Start of RECORDS FOR THE EXERCISE
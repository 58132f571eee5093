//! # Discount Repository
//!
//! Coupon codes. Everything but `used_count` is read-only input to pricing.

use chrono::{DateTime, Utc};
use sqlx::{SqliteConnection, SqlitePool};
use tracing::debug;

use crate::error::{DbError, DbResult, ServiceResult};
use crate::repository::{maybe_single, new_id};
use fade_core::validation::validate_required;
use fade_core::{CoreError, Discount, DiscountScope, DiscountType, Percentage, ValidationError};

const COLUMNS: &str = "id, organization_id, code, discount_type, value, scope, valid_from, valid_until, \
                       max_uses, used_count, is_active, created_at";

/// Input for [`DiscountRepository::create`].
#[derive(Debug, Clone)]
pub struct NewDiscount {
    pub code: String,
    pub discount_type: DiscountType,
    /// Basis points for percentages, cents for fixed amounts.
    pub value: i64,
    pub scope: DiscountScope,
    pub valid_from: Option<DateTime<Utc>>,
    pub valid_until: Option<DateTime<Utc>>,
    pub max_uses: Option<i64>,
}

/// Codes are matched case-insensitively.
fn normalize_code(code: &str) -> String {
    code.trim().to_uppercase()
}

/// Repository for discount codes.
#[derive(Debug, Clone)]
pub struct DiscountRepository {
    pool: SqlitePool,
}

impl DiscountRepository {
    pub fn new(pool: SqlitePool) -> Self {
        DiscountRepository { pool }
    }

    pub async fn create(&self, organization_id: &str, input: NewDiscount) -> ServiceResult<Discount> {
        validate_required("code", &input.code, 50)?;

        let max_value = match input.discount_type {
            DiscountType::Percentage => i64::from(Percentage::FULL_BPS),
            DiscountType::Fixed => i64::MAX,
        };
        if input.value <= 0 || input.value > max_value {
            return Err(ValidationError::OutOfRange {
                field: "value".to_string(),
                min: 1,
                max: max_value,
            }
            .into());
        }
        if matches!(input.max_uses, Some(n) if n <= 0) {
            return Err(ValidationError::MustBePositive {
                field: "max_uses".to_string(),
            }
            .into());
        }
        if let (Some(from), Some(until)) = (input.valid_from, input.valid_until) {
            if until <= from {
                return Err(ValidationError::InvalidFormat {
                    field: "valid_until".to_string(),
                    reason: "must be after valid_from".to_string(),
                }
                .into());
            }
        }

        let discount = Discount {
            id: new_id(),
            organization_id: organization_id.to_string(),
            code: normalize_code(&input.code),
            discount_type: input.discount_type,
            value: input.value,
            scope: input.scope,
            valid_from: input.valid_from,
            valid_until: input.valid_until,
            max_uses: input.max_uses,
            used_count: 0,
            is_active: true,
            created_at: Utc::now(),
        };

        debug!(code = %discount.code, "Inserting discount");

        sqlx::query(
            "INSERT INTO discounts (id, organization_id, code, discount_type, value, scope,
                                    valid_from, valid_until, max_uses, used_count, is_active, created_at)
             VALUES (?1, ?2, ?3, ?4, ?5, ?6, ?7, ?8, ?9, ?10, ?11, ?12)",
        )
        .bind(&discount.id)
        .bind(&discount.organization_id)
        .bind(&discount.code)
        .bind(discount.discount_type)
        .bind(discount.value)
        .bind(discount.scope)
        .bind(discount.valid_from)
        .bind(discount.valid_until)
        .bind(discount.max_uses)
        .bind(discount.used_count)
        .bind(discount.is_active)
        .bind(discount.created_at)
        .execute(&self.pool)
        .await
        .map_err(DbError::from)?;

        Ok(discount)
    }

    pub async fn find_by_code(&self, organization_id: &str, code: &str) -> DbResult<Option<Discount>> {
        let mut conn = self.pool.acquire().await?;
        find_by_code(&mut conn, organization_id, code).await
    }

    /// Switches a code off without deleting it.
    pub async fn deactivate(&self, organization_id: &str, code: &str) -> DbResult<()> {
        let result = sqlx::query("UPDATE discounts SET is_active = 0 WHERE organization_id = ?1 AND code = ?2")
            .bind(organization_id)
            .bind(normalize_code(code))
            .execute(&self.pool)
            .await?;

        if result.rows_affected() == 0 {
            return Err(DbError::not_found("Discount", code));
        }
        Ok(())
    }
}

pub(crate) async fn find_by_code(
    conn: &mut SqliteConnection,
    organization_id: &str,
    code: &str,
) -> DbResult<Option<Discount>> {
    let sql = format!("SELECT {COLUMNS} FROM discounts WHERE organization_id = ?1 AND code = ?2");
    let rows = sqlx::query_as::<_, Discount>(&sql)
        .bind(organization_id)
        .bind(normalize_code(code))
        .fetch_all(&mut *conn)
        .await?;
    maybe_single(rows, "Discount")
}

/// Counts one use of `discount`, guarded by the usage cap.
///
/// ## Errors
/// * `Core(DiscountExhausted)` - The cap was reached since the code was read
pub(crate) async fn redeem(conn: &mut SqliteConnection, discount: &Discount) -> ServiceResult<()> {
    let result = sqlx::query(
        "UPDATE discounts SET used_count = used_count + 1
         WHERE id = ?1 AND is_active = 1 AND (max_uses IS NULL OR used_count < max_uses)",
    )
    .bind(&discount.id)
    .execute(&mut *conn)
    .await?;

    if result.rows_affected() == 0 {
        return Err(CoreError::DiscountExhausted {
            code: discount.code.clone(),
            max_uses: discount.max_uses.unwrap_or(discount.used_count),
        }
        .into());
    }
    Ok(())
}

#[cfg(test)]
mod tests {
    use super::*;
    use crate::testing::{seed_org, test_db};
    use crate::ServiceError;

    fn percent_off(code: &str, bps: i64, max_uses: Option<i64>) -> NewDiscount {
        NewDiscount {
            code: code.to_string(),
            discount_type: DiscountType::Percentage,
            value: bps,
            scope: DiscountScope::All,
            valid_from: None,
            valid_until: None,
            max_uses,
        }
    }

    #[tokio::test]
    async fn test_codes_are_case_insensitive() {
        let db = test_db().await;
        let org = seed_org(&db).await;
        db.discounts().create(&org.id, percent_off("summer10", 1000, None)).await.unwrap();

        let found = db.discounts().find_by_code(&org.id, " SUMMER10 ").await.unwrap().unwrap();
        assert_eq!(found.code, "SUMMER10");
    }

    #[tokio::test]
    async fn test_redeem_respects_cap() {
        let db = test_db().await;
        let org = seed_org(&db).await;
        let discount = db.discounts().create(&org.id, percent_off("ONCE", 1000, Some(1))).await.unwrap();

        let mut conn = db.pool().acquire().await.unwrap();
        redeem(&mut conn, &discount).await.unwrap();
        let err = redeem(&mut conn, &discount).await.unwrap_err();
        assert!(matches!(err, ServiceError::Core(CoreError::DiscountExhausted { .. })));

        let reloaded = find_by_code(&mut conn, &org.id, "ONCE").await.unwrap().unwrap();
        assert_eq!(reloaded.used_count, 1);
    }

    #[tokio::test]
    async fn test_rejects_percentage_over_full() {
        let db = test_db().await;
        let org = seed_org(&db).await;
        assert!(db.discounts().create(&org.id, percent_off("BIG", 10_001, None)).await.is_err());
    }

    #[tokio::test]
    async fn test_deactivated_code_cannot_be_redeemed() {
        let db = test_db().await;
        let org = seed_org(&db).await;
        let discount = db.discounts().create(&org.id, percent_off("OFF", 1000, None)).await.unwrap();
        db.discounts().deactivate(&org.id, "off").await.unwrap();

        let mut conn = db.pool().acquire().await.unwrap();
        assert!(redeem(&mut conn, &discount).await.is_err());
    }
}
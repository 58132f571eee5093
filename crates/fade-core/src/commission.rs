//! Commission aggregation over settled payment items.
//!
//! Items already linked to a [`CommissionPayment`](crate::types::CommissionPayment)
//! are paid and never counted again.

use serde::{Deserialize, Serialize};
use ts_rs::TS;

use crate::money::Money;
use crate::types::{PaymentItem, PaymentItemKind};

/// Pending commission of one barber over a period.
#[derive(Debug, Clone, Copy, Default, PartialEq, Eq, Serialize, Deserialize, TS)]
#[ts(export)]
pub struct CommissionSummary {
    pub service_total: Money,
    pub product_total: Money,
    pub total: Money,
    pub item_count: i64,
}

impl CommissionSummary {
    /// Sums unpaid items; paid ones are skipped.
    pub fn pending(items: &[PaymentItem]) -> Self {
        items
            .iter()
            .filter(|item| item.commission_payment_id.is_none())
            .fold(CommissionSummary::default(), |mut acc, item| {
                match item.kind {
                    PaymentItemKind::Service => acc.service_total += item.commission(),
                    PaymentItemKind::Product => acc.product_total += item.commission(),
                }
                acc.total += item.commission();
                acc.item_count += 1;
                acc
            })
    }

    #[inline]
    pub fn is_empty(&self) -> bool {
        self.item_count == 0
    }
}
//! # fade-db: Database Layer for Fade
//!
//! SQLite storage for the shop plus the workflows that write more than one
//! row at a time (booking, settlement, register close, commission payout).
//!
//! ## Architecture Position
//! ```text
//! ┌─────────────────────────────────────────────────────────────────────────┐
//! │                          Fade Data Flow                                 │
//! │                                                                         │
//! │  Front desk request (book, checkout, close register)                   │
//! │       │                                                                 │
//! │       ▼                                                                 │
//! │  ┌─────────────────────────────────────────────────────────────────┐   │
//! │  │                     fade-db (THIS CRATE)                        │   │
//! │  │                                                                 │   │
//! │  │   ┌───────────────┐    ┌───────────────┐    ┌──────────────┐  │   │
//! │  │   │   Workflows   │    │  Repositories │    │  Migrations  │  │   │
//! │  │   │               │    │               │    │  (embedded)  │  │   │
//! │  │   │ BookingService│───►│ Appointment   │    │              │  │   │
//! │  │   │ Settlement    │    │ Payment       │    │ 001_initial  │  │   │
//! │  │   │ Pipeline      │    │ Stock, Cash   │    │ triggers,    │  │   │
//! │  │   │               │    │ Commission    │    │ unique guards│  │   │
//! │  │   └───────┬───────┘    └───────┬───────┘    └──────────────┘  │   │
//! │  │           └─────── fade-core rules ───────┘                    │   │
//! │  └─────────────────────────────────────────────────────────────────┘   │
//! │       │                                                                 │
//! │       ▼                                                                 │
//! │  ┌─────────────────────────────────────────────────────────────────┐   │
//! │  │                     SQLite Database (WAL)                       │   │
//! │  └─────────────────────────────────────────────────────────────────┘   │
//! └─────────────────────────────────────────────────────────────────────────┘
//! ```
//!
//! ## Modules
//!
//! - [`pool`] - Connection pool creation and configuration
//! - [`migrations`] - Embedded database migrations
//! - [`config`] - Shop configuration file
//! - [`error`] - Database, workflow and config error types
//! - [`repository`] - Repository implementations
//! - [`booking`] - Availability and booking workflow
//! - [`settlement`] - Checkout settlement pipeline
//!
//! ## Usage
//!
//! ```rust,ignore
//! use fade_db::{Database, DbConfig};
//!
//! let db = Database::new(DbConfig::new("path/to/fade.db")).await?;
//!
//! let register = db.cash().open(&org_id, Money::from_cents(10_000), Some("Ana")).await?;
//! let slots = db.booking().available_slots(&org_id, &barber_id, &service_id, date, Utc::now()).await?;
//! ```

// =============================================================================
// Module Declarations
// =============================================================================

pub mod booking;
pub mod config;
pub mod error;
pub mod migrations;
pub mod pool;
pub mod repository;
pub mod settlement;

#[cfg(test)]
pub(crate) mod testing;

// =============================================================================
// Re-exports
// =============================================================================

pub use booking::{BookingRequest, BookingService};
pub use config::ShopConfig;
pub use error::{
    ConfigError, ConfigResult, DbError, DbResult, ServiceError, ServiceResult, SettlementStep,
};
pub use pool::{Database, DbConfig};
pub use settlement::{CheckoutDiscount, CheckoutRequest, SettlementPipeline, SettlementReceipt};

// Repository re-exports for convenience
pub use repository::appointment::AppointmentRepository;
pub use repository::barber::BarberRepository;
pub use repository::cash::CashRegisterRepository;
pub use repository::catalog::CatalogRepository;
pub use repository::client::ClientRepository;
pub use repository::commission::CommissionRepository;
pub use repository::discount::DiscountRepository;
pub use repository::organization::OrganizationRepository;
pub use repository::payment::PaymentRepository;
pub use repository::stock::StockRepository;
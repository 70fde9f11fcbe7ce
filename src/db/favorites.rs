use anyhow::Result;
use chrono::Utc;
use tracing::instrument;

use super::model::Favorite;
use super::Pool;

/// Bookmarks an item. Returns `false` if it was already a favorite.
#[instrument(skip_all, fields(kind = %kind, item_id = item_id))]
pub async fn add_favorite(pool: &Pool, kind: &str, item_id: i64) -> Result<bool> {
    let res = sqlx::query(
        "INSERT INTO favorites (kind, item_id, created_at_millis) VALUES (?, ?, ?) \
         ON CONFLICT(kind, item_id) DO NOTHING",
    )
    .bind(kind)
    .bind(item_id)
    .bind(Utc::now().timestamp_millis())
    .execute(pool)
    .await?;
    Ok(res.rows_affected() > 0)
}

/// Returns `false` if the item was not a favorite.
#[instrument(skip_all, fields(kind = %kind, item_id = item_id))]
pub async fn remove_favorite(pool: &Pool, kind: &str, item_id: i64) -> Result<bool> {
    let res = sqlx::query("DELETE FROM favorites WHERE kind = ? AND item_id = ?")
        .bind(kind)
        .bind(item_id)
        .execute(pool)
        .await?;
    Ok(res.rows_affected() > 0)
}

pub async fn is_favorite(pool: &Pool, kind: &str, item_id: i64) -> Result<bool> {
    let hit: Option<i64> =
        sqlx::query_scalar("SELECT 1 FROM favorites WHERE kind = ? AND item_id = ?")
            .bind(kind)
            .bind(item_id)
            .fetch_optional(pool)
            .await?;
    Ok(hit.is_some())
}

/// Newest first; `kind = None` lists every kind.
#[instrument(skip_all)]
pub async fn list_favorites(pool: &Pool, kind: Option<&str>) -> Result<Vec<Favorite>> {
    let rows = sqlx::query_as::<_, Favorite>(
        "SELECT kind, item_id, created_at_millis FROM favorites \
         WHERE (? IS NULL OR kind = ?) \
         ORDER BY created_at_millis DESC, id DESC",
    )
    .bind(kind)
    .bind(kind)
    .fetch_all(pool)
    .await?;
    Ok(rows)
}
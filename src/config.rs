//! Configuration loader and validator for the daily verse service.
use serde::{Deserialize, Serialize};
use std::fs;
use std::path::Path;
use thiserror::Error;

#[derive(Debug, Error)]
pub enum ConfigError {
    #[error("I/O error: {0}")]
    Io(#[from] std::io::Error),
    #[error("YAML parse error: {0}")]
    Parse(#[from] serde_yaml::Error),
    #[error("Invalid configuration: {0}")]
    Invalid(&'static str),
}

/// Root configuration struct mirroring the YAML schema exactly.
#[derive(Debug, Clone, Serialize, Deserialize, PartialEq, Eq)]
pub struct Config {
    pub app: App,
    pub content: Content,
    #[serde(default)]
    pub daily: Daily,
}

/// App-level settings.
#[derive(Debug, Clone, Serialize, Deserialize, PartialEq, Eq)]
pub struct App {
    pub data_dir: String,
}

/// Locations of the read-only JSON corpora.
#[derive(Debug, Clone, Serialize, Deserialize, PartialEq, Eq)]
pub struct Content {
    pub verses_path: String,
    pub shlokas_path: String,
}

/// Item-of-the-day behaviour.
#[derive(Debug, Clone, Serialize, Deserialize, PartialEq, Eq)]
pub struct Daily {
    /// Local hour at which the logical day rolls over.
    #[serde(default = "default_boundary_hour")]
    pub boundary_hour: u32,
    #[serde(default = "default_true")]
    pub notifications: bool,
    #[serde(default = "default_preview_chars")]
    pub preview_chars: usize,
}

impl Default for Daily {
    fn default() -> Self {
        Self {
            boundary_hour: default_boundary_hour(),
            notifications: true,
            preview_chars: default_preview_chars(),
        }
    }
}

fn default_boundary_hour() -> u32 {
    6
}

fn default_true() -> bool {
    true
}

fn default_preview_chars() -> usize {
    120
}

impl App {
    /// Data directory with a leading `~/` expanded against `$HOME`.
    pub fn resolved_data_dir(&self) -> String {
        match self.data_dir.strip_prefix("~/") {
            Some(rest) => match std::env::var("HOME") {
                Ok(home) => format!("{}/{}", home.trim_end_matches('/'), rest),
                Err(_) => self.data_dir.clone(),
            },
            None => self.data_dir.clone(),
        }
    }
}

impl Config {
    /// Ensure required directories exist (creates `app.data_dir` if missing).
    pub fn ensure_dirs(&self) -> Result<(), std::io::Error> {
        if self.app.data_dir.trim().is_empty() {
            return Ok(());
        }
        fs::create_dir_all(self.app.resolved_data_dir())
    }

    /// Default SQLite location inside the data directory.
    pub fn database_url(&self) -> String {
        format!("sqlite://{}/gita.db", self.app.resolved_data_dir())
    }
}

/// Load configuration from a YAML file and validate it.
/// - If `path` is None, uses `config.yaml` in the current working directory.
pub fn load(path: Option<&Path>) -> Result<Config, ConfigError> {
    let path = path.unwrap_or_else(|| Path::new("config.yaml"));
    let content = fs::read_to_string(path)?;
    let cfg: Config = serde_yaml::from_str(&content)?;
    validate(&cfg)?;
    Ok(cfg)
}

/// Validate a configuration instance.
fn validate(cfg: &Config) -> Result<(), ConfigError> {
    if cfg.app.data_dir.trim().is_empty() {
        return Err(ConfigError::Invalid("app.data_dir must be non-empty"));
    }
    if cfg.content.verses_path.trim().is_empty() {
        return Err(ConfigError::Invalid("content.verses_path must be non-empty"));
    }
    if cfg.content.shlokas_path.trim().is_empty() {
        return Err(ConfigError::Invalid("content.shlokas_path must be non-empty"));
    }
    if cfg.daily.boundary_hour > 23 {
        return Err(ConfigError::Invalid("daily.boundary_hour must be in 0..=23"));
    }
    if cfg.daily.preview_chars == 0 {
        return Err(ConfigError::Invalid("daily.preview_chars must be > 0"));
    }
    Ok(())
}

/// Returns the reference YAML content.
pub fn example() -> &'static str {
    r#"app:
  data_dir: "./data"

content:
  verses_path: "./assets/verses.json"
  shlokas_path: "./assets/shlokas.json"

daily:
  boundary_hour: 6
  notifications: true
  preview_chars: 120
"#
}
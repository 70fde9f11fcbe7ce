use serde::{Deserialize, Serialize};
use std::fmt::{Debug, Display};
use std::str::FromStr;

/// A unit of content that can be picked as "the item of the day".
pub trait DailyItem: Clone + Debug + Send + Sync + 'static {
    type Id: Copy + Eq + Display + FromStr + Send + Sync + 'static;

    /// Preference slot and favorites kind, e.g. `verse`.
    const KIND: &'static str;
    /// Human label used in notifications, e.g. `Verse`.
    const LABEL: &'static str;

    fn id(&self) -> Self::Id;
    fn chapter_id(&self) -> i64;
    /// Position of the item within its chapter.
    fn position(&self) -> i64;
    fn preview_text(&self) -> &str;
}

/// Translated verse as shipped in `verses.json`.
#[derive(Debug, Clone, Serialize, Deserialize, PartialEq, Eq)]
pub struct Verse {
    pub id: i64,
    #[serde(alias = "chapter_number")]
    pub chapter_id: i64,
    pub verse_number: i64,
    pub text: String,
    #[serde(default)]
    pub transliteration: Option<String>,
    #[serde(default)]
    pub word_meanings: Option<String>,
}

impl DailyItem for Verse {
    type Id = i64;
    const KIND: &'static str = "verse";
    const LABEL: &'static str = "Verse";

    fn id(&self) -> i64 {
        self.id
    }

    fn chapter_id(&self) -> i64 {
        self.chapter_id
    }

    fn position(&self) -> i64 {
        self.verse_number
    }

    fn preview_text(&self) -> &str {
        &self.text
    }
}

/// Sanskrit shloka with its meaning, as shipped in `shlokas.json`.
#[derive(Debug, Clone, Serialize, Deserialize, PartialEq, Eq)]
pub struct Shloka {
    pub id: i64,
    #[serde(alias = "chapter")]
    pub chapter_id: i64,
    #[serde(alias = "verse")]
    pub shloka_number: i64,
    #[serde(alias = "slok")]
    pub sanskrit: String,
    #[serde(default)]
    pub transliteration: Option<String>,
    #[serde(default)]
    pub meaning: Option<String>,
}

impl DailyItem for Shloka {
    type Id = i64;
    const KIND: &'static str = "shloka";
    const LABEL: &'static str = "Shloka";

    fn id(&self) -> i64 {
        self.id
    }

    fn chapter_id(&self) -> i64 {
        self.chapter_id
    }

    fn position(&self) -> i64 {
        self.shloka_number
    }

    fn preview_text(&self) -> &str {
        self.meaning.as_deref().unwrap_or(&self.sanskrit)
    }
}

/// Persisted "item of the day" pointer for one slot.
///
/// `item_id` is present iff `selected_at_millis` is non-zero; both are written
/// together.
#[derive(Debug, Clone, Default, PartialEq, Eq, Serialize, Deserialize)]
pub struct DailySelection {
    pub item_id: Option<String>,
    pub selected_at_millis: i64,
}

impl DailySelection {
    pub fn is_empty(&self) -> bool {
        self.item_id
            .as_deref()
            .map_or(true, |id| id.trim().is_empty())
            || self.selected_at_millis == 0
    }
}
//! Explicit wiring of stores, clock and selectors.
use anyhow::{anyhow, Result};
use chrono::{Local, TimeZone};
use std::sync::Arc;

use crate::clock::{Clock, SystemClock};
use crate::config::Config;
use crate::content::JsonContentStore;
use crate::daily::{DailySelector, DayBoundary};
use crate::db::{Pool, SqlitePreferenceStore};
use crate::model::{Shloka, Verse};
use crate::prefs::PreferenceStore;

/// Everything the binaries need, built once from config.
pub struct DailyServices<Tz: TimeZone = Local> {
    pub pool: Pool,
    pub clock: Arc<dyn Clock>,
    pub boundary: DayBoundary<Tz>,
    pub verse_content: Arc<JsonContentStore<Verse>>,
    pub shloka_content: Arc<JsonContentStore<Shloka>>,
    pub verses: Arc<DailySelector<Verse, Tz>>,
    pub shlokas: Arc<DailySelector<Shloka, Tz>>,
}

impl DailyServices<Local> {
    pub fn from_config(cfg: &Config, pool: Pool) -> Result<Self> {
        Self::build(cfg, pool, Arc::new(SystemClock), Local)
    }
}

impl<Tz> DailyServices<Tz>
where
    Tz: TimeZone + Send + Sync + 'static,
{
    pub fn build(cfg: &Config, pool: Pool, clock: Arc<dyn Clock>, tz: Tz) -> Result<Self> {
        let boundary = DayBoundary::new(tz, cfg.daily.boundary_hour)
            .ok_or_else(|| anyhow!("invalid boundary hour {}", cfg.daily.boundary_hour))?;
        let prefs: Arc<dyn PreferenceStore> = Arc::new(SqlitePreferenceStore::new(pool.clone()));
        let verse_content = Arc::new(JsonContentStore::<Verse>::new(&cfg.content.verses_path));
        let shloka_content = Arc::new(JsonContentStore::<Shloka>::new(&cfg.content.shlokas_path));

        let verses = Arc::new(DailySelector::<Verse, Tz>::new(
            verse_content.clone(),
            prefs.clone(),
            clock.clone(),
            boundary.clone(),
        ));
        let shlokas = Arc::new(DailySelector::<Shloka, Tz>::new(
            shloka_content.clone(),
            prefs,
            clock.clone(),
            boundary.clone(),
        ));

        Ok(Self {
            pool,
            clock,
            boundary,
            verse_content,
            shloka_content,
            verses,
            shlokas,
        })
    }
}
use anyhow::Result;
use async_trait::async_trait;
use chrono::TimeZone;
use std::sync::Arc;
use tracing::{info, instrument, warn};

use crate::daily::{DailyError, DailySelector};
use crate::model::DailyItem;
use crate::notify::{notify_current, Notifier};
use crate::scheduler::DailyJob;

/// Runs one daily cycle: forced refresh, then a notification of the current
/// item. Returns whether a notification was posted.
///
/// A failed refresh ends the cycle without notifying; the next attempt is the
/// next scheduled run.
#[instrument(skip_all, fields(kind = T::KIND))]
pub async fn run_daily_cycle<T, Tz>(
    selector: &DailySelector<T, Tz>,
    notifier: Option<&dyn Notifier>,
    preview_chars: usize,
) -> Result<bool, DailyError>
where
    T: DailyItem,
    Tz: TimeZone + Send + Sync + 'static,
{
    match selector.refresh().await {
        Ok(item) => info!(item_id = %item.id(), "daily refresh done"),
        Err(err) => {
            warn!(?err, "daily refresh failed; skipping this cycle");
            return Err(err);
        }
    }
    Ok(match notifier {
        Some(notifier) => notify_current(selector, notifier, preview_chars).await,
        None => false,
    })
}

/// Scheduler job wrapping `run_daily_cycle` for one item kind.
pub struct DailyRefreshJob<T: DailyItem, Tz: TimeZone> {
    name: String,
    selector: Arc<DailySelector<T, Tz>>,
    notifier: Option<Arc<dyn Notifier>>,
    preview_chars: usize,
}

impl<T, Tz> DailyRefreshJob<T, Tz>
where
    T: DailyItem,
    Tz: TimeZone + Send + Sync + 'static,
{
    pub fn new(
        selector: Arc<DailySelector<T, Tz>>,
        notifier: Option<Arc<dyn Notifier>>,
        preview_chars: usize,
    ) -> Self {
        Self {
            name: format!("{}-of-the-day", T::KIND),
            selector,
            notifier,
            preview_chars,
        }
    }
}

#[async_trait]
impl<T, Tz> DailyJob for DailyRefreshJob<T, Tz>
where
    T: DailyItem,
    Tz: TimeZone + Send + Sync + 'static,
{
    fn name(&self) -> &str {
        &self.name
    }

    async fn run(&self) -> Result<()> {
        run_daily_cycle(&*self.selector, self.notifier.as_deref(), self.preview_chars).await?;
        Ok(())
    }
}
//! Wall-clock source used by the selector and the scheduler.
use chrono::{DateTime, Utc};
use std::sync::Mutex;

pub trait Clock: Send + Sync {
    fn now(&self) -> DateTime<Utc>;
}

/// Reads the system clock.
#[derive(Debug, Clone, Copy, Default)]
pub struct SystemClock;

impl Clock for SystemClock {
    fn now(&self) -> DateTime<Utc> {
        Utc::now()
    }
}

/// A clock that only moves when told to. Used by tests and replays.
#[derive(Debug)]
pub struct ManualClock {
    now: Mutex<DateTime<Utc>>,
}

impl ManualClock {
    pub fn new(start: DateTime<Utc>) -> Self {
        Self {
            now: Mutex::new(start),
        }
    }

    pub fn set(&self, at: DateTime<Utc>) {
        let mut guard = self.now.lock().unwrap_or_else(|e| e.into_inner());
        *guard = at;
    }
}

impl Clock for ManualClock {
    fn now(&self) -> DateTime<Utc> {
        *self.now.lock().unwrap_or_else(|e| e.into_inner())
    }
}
End of RECORDS FOR THE EXERCISE
*DIRECTIONS FOR THIS TASK*
Scan the material above. Return every line containing the string "warn".

*WRITTEN SOLUTION*
use tracing::{info, instrument, warn};
            warn!(?err, "daily refresh failed; skipping this cycle");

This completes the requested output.